Overflowing.
Being diagnosed with diabetes as a young adult came with its own, unique set of challenges. I had lived a ‘normal’ life for 17 years, and then all of a sudden I had this new condition that I had to find a place for in my life.
Nobody around me knew that I had diabetes, and it was difficult to explain such a complex condition to the people around me. In some ways, it was just easier to deal with my diabetes in private rather than having to try and explain what I was doing in the middle of another frustrating high blood sugar.
Today, I think my diabetes is pretty visible. Whether I’m talking with the pump in my hand, checking my blood sugar in the inventory office at work as someone comes to interrupt me, or walking back out again crunching down glucose tabs.
It’s fair to say that I have a pretty big interest in diabetes today. I spend a lot of my spare time writing here, freelancing over at Diabetes Daily, posting about diabetes on my social media, attending community events, as well as being part of a diabetes Committee here in Perth.
“Are you going with the diabetes group?” is now a fairly standard response from colleagues when they hear that I’m taking annual leave from work.
“What are you doing?”
“What’s that?”
I spent so long imagining people’s reactions to a finger prick or an insulin injection. Today, it often feels like they simply don’t take any notice. Those explanations of the condition that I live with don’t seem to have any effect when the same questions pop up again and again. Perhaps others are just sparing my feelings by not asking me what I am doing.

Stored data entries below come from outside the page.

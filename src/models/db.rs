use async_trait::async_trait;
use serde::{Deserialize, Serialize};
use std::sync::Arc;

#[derive(Debug, Clone, Serialize, Deserialize, sqlx::FromRow)]
pub struct Movie {
    pub movie_id: i64,
    pub title: String,
    pub genre: String,
    pub description: Option<String>,
    pub year: Option<i64>,
    pub director: Option<String>,
}

#[derive(Debug, Clone, Serialize, Deserialize, sqlx::FromRow)]
pub struct Rating {
    pub user_id: i64,
    pub movie_id: i64,
    pub rating: f64,
}

#[async_trait]
pub trait DatabaseTrait {
    async fn get_movies(&self) -> Result<Vec<Movie>, Box<dyn std::error::Error + Send + Sync>>;
    async fn get_movie_by_id(
        &self,
        movie_id: i64,
    ) -> Result<Option<Movie>, Box<dyn std::error::Error + Send + Sync>>;
    // Ratings in insertion order; the matrix pivot relies on it for
    // last-write-wins duplicate handling.
    async fn load_ratings(&self) -> Result<Vec<Rating>, Box<dyn std::error::Error + Send + Sync>>;
    async fn close(&self) -> Result<(), Box<dyn std::error::Error + Send + Sync>>;
}

#[derive(Clone)]
pub struct Database {
    backend: Arc<dyn DatabaseTrait + Send + Sync>,
}

#[derive(Debug)]
pub enum DatabaseError {
    QueryError(String),
    CloseError(String),
}

impl std::fmt::Display for DatabaseError {
    fn fmt(&self, f: &mut std::fmt::Formatter<'_>) -> std::fmt::Result {
        match self {
            DatabaseError::QueryError(msg) => write!(f, "Query Error: {}", msg),
            DatabaseError::CloseError(msg) => write!(f, "Close Error: {}", msg),
        }
    }
}

impl std::error::Error for DatabaseError {}

impl Database {
    pub fn new(backend: Arc<dyn DatabaseTrait + Send + Sync>) -> Self {
        Database { backend }
    }

    pub async fn get_movies(&self) -> Result<Vec<Movie>, DatabaseError> {
        self.backend
            .get_movies()
            .await
            .map_err(|e| DatabaseError::QueryError(format!("Error getting movies: {}", e)))
    }

    pub async fn get_movie_by_id(&self, movie_id: i64) -> Result<Option<Movie>, DatabaseError> {
        self.backend
            .get_movie_by_id(movie_id)
            .await
            .map_err(|e| DatabaseError::QueryError(format!("Error getting movie: {}", e)))
    }

    pub async fn load_ratings(&self) -> Result<Vec<Rating>, DatabaseError> {
        self.backend
            .load_ratings()
            .await
            .map_err(|e| DatabaseError::QueryError(format!("Error loading ratings: {}", e)))
    }

    pub async fn close(&self) -> Result<(), DatabaseError> {
        self.backend
            .close()
            .await
            .map_err(|e| DatabaseError::CloseError(format!("Error closing connection: {}", e)))
    }
}
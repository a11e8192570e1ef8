use movie_recommender::handlers::recommendations::{global_handler, handle_rejection};
use movie_recommender::models::db::Database;
use movie_recommender::services::modelserver::ModelServer;
use movie_recommender::services::sqlite::{SqliteDatabase, SAMPLE_SEED};
use std::sync::Arc;
use warp::Filter;

#[tokio::main]
async fn main() -> Result<(), Box<dyn std::error::Error>> {
    dotenv::dotenv().ok();
    env_logger::init();

    let database_url =
        std::env::var("DATABASE_URL").unwrap_or_else(|_| "sqlite://movies.db".to_string());
    let model_path = std::env::var("MODEL_PATH").unwrap_or_else(|_| "nmf_model.json".to_string());
    let port: u16 = std::env::var("PORT")
        .ok()
        .and_then(|p| p.parse().ok())
        .unwrap_or(8000);

    let backend = SqliteDatabase::connect(&database_url).await?;
    backend.seed_if_empty(SAMPLE_SEED).await?;
    let database = Database::new(Arc::new(backend));

    // Loaded once at startup; a missing bundle disables the recommendation
    // surface while the catalog keeps serving.
    let server = Arc::new(ModelServer::load(database, &model_path));

    let routes = global_handler(server).recover(handle_rejection);

    log::info!("Serving on http://0.0.0.0:{}", port);
    warp::serve(routes).run(([0, 0, 0, 0], port)).await;

    Ok(())
}
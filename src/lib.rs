pub mod handlers;
pub mod models;
pub mod services;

However after National Diabetes Week, it finally began to feel like those messages of awareness were getting through to the people who needed to hear them the most.

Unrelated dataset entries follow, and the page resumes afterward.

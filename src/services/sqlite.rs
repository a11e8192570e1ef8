use crate::models::db::{DatabaseTrait, Movie, Rating};
use async_trait::async_trait;
use rand::rngs::StdRng;
use rand::seq::SliceRandom;
use rand::{Rng, SeedableRng};
use sqlx::sqlite::{SqliteConnectOptions, SqlitePoolOptions};
use sqlx::SqlitePool;
use std::str::FromStr;

pub const SAMPLE_USERS: i64 = 50;
pub const SAMPLE_SEED: u64 = 42;

// The 20-movie catalog: (id, title, genre, description, year, director).
const MOVIES: [(i64, &str, &str, &str, i64, &str); 20] = [
    (1, "The Matrix", "Sci-Fi", "A computer hacker learns about the true nature of reality.", 1999, "The Wachowskis"),
    (2, "Inception", "Sci-Fi", "A thief who steals corporate secrets through dream-sharing technology.", 2010, "Christopher Nolan"),
    (3, "The Godfather", "Crime", "The aging patriarch of an organized crime dynasty transfers control to his reluctant son.", 1972, "Francis Ford Coppola"),
    (4, "Pulp Fiction", "Crime", "The lives of two mob hitmen, a boxer, and others intertwine in four tales of violence.", 1994, "Quentin Tarantino"),
    (5, "The Dark Knight", "Action", "Batman faces the Joker, a criminal mastermind who wants to plunge Gotham into anarchy.", 2008, "Christopher Nolan"),
    (6, "Forrest Gump", "Drama", "The presidencies of Kennedy and Johnson through the eyes of an Alabama man.", 1994, "Robert Zemeckis"),
    (7, "Interstellar", "Sci-Fi", "A team of explorers travel through a wormhole in space to save humanity.", 2014, "Christopher Nolan"),
    (8, "The Shawshank Redemption", "Drama", "Two imprisoned men bond over years, finding solace and redemption.", 1994, "Frank Darabont"),
    (9, "Goodfellas", "Crime", "The story of Henry Hill and his life in the mob.", 1990, "Martin Scorsese"),
    (10, "Fight Club", "Drama", "An insomniac office worker forms an underground fight club.", 1999, "David Fincher"),
    (11, "Avatar", "Sci-Fi", "A paraplegic Marine dispatched to the moon Pandora on a unique mission.", 2009, "James Cameron"),
    (12, "Titanic", "Romance", "A seventeen-year-old aristocrat falls in love with a poor artist aboard the Titanic.", 1997, "James Cameron"),
    (13, "The Lord of the Rings", "Fantasy", "A meek Hobbit and companions set out on a journey to destroy the One Ring.", 2001, "Peter Jackson"),
    (14, "Star Wars", "Sci-Fi", "Luke Skywalker joins forces with a Jedi Knight to rescue a princess.", 1977, "George Lucas"),
    (15, "Jurassic Park", "Adventure", "A pragmatic paleontologist visiting an almost complete theme park is tasked with protecting visitors.", 1993, "Steven Spielberg"),
    (16, "The Avengers", "Action", "Earth's mightiest heroes must come together to stop an alien invasion.", 2012, "Joss Whedon"),
    (17, "Casablanca", "Romance", "A cynical American expatriate struggles to decide whether to help his former lover.", 1942, "Michael Curtiz"),
    (18, "The Silence of the Lambs", "Thriller", "A young FBI cadet must receive help from Hannibal Lecter to catch another serial killer.", 1991, "Jonathan Demme"),
    (19, "Saving Private Ryan", "War", "Following D-Day, a group of soldiers go behind enemy lines to retrieve a paratrooper.", 1998, "Steven Spielberg"),
    (20, "Schindler's List", "Drama", "In German-occupied Poland, Oskar Schindler gradually becomes concerned for his Jewish workforce.", 1993, "Steven Spielberg"),
];

pub struct SqliteDatabase {
    pool: SqlitePool,
}

impl SqliteDatabase {
    /// Open (creating if missing) the SQLite database at `database_url` and
    /// make sure the schema exists.
    pub async fn connect(database_url: &str) -> Result<Self, sqlx::Error> {
        let options = SqliteConnectOptions::from_str(database_url)?.create_if_missing(true);
        // A single connection: in-memory databases are per-connection, and
        // the workload is a handful of reads.
        let pool = SqlitePoolOptions::new()
            .max_connections(1)
            .connect_with(options)
            .await?;

        let db = SqliteDatabase { pool };
        db.ensure_schema().await?;
        Ok(db)
    }

    async fn ensure_schema(&self) -> Result<(), sqlx::Error> {
        sqlx::query(
            "CREATE TABLE IF NOT EXISTS movies (
                movie_id INTEGER PRIMARY KEY,
                title TEXT NOT NULL,
                genre TEXT NOT NULL,
                description TEXT,
                year INTEGER,
                director TEXT
            )",
        )
        .execute(&self.pool)
        .await?;

        sqlx::query(
            "CREATE TABLE IF NOT EXISTS ratings (
                id INTEGER PRIMARY KEY AUTOINCREMENT,
                user_id INTEGER NOT NULL,
                movie_id INTEGER NOT NULL,
                rating REAL NOT NULL
            )",
        )
        .execute(&self.pool)
        .await?;

        Ok(())
    }

    /// Seed the catalog and synthetic ratings on first run.
    ///
    /// Each of the 50 sample users rates 10 to 15 distinct movies with scores
    /// uniform in [1.0, 5.0] rounded to one decimal. The RNG is seeded so a
    /// fresh database is reproducible. Returns false when data already exists.
    pub async fn seed_if_empty(&self, seed: u64) -> Result<bool, sqlx::Error> {
        let movie_count: i64 = sqlx::query_scalar("SELECT COUNT(*) FROM movies")
            .fetch_one(&self.pool)
            .await?;
        if movie_count > 0 {
            return Ok(false);
        }

        for (movie_id, title, genre, description, year, director) in MOVIES {
            sqlx::query(
                "INSERT INTO movies (movie_id, title, genre, description, year, director)
                 VALUES (?, ?, ?, ?, ?, ?)",
            )
            .bind(movie_id)
            .bind(title)
            .bind(genre)
            .bind(description)
            .bind(year)
            .bind(director)
            .execute(&self.pool)
            .await?;
        }

        let mut rng = StdRng::seed_from_u64(seed);
        for user_id in 1..=SAMPLE_USERS {
            let num_ratings = rng.gen_range(10..=15);
            let mut movie_pool: Vec<i64> = (1..=MOVIES.len() as i64).collect();
            movie_pool.shuffle(&mut rng);

            for &movie_id in movie_pool.iter().take(num_ratings) {
                let score = (rng.gen_range(1.0..=5.0_f64) * 10.0).round() / 10.0;
                sqlx::query("INSERT INTO ratings (user_id, movie_id, rating) VALUES (?, ?, ?)")
                    .bind(user_id)
                    .bind(movie_id)
                    .bind(score)
                    .execute(&self.pool)
                    .await?;
            }
        }

        log::info!(
            "Seeded {} movies and synthetic ratings for {} users",
            MOVIES.len(),
            SAMPLE_USERS
        );
        Ok(true)
    }
}

#[async_trait]
impl DatabaseTrait for SqliteDatabase {
    async fn get_movies(&self) -> Result<Vec<Movie>, Box<dyn std::error::Error + Send + Sync>> {
        let movies = sqlx::query_as::<_, Movie>(
            "SELECT movie_id, title, genre, description, year, director
             FROM movies ORDER BY movie_id",
        )
        .fetch_all(&self.pool)
        .await?;
        Ok(movies)
    }

    async fn get_movie_by_id(
        &self,
        movie_id: i64,
    ) -> Result<Option<Movie>, Box<dyn std::error::Error + Send + Sync>> {
        let movie = sqlx::query_as::<_, Movie>(
            "SELECT movie_id, title, genre, description, year, director
             FROM movies WHERE movie_id = ?",
        )
        .bind(movie_id)
        .fetch_optional(&self.pool)
        .await?;
        Ok(movie)
    }

    async fn load_ratings(&self) -> Result<Vec<Rating>, Box<dyn std::error::Error + Send + Sync>> {
        let ratings = sqlx::query_as::<_, Rating>(
            "SELECT user_id, movie_id, rating FROM ratings ORDER BY id",
        )
        .fetch_all(&self.pool)
        .await?;
        Ok(ratings)
    }

    async fn close(&self) -> Result<(), Box<dyn std::error::Error + Send + Sync>> {
        self.pool.close().await;
        Ok(())
    }
}

#[cfg(test)]
mod tests {
    use super::*;

    async fn memory_db() -> SqliteDatabase {
        SqliteDatabase::connect("sqlite::memory:").await.unwrap()
    }

    #[tokio::test]
    async fn seeding_populates_catalog_and_ratings() {
        let db = memory_db().await;
        assert!(db.seed_if_empty(SAMPLE_SEED).await.unwrap());

        let movies = db.get_movies().await.unwrap();
        assert_eq!(movies.len(), 20);
        assert_eq!(movies[0].title, "The Matrix");

        let ratings = db.load_ratings().await.unwrap();
        // 50 users, 10-15 ratings each.
        assert!(ratings.len() >= 500 && ratings.len() <= 750);
        assert!(ratings
            .iter()
            .all(|r| (1.0..=5.0).contains(&r.rating) && (1..=20).contains(&r.movie_id)));
    }

    #[tokio::test]
    async fn seeding_is_idempotent() {
        let db = memory_db().await;
        assert!(db.seed_if_empty(SAMPLE_SEED).await.unwrap());
        assert!(!db.seed_if_empty(SAMPLE_SEED).await.unwrap());
        assert_eq!(db.get_movies().await.unwrap().len(), 20);
    }

    #[tokio::test]
    async fn movie_lookup_by_id() {
        let db = memory_db().await;
        db.seed_if_empty(SAMPLE_SEED).await.unwrap();

        let movie = db.get_movie_by_id(7).await.unwrap().unwrap();
        assert_eq!(movie.title, "Interstellar");
        assert_eq!(movie.genre, "Sci-Fi");
        assert!(db.get_movie_by_id(99).await.unwrap().is_none());
    }
}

The response to my diagnosis story that was shared on Diabetes WA’s Facebook page last Sunday was phenomenal. The story that appeared in The West Australian on Thursday was absolutely huge.

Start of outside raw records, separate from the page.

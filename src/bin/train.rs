use movie_recommender::models::db::Database;
use movie_recommender::services::nmf::{
    DEFAULT_MAX_ITER, DEFAULT_N_COMPONENTS, DEFAULT_RANDOM_SEED,
};
use movie_recommender::services::sqlite::{SqliteDatabase, SAMPLE_SEED};
use movie_recommender::services::training::{train_model, Hyperparameters};
use std::sync::Arc;

#[tokio::main]
async fn main() -> Result<(), Box<dyn std::error::Error>> {
    dotenv::dotenv().ok();
    env_logger::init();

    let database_url =
        std::env::var("DATABASE_URL").unwrap_or_else(|_| "sqlite://movies.db".to_string());
    let model_path = std::env::var("MODEL_PATH").unwrap_or_else(|_| "nmf_model.json".to_string());

    let backend = SqliteDatabase::connect(&database_url).await?;
    backend.seed_if_empty(SAMPLE_SEED).await?;
    let database = Database::new(Arc::new(backend));

    let hyperparameters = Hyperparameters {
        n_components: DEFAULT_N_COMPONENTS,
        max_iter: DEFAULT_MAX_ITER,
        random_seed: DEFAULT_RANDOM_SEED,
    };
    let model = train_model(&database, hyperparameters, &model_path).await?;

    // Smoke check mirroring the serving query path.
    let sample = model.recommend(1, 5)?;
    log::info!("Sample recommendations for movie 1: {:?}", sample);

    database.close().await?;
    Ok(())
}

Despite my repeated arguments of just how terrible that photo was, two colleagues at work pulled the newspaper out of my hands on Thursday morning, took it over to the photocopier and stuck it on the staff room wall at work. “It’s a really important issue that could affect the people you work with!”
Doing media is a really big thing, even for an over sharer like myself, but I couldn’t be prouder of the outcome.
After a big week spent raising awareness of diabetes, and hearing stories shared from fellow people with diabetes, my cup is well and truly overflowing.
This is what National Diabetes Week is all about.
itsabouttime.org.au.
Kicking off Diabetes Week with some of my tribe last weekend.